* **About this task**: Provide again, from the entries below, every line from the one containing "pub mod middleware;" through the one containing "create_router(state.clone())", exactly as written, and no other line.
>>>
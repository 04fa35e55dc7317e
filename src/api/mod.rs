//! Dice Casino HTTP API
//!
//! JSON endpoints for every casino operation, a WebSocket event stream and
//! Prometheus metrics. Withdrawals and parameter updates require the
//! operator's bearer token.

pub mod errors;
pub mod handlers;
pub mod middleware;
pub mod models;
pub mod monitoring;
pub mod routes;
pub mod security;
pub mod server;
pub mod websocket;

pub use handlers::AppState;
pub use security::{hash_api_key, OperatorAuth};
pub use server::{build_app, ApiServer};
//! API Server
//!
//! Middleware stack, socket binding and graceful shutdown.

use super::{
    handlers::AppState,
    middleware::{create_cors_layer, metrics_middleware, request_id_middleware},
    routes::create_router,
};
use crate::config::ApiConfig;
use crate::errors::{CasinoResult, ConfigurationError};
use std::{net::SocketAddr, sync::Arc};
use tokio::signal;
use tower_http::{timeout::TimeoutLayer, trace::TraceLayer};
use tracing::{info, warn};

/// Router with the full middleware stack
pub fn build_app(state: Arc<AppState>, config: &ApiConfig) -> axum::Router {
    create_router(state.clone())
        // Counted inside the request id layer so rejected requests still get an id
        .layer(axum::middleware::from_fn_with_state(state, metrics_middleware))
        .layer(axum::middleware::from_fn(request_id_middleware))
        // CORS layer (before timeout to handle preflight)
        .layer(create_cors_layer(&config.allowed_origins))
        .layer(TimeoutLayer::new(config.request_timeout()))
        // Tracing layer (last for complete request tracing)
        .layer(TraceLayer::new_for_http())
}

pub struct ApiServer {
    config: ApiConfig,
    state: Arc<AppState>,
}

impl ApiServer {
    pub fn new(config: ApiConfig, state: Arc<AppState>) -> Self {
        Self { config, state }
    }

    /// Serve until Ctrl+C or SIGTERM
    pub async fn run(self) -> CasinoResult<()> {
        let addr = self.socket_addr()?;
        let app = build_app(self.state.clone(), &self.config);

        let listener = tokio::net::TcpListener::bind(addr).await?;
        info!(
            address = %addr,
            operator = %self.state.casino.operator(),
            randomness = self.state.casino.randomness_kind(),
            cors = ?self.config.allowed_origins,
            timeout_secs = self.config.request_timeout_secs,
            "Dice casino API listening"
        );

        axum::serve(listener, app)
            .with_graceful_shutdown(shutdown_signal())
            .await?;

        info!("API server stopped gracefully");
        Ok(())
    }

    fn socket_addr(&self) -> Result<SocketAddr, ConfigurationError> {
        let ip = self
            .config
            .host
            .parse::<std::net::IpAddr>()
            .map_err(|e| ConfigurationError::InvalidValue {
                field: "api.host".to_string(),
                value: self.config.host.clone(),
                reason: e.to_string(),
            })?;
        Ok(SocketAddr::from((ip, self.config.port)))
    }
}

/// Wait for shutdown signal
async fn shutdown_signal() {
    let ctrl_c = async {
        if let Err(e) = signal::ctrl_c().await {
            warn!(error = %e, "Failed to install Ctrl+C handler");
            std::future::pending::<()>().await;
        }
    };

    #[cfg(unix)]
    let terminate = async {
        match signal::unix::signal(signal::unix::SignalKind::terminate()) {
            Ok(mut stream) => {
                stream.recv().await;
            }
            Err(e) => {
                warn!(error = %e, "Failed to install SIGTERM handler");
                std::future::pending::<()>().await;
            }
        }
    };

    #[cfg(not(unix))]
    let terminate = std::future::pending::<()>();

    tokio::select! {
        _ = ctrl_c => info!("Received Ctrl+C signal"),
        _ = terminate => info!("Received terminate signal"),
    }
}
<<<
>>>
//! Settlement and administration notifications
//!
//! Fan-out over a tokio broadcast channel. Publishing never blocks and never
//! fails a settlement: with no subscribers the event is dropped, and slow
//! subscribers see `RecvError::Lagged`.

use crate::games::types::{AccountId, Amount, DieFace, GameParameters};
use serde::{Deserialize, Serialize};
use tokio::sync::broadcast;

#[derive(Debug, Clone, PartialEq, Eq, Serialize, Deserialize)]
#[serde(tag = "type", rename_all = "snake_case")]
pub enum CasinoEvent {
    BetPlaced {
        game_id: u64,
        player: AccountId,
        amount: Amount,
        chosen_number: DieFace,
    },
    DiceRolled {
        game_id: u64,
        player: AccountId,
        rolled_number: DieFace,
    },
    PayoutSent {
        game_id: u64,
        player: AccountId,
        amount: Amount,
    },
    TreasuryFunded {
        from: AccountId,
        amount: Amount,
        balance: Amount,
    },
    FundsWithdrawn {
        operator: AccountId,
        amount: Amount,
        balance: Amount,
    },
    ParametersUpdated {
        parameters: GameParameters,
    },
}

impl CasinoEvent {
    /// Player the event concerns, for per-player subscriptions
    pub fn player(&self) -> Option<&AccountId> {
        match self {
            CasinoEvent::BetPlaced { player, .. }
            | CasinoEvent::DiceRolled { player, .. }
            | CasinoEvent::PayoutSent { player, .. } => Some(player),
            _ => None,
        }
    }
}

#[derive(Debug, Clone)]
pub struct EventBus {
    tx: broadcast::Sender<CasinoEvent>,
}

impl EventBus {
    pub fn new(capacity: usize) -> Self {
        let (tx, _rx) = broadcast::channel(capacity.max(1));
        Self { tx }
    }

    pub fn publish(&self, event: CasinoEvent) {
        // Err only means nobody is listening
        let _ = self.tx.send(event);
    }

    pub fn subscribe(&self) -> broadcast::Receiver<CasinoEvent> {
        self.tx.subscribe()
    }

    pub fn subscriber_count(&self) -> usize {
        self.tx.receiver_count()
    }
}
<<<
* **Written solution**:
pub mod middleware;
pub mod models;
pub mod monitoring;
pub mod routes;
pub mod security;
pub mod server;
pub mod websocket;

pub use handlers::AppState;
pub use security::{hash_api_key, OperatorAuth};
pub use server::{build_app, ApiServer};
//! API Server
//!
//! Middleware stack, socket binding and graceful shutdown.

use super::{
    handlers::AppState,
    middleware::{create_cors_layer, metrics_middleware, request_id_middleware},
    routes::create_router,
};
use crate::config::ApiConfig;
use crate::errors::{CasinoResult, ConfigurationError};
use std::{net::SocketAddr, sync::Arc};
use tokio::signal;
use tower_http::{timeout::TimeoutLayer, trace::TraceLayer};
use tracing::{info, warn};

/// Router with the full middleware stack
pub fn build_app(state: Arc<AppState>, config: &ApiConfig) -> axum::Router {
    create_router(state.clone())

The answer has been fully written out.